▶ What the exercise asks:
Please report how many lines in the data below contain "await". Nothing besides the number should be written.

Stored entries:
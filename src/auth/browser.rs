use crate::error::AuthError;

/// Platform capability to open a URL in the user's browser.
pub trait BrowserLauncher: Send + Sync {
    fn open(&self, url: &str) -> Result<(), AuthError>;
}

/// Opens URLs with the operating system's default browser.
#[derive(Debug, Default, Clone, Copy)]
pub struct SystemBrowser;

impl BrowserLauncher for SystemBrowser {
    fn open(&self, url: &str) -> Result<(), AuthError> {
        webbrowser::open(url).map_err(|e| AuthError::Io(format!("failed to open browser: {e}")))
    }
}
//! Timeout helpers.

use std::future::Future;
use std::time::Duration;

use crate::error::AuthError;

/// Smallest timeout any caller may configure.
pub const MIN_TIMEOUT: Duration = Duration::from_secs(1);

/// Clamp a caller-supplied timeout so zero or tiny values cannot busy-loop.
pub fn clamp_timeout(timeout: Duration) -> Duration {
    timeout.max(MIN_TIMEOUT)
}

/// Wrap a future with a timeout, naming the stage that ran out of time.
pub async fn with_timeout<T>(
    stage: &str,
    duration: Duration,
    future: impl Future<Output = Result<T, AuthError>>,
) -> Result<T, AuthError> {
    match tokio::time::timeout(duration, future).await {
        Ok(result) => result,
        Err(_) => Err(AuthError::NetworkTimeout {
            stage: stage.to_string(),
            after_ms: duration.as_millis() as u64,
        }),
    }
}

#[cfg(test)]
mod tests {
    use super::*;

    #[test]
    fn clamp_raises_zero_to_minimum() {
        assert_eq!(clamp_timeout(Duration::ZERO), MIN_TIMEOUT);
        assert_eq!(clamp_timeout(Duration::from_millis(300)), MIN_TIMEOUT);
        assert_eq!(clamp_timeout(Duration::from_secs(90)), Duration::from_secs(90));
    }

    #[tokio::test(start_paused = true)]
    async fn elapsed_timeout_names_stage() {
        let result: Result<(), AuthError> = with_timeout("platform", Duration::from_secs(2), async {
            tokio::time::sleep(Duration::from_secs(10)).await;
            Ok(())
        })
        .await;
        assert_eq!(
            result.unwrap_err(),
            AuthError::NetworkTimeout {
                stage: "platform".into(),
                after_ms: 2000
            }
        );
    }
}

▶ Exercise output:
3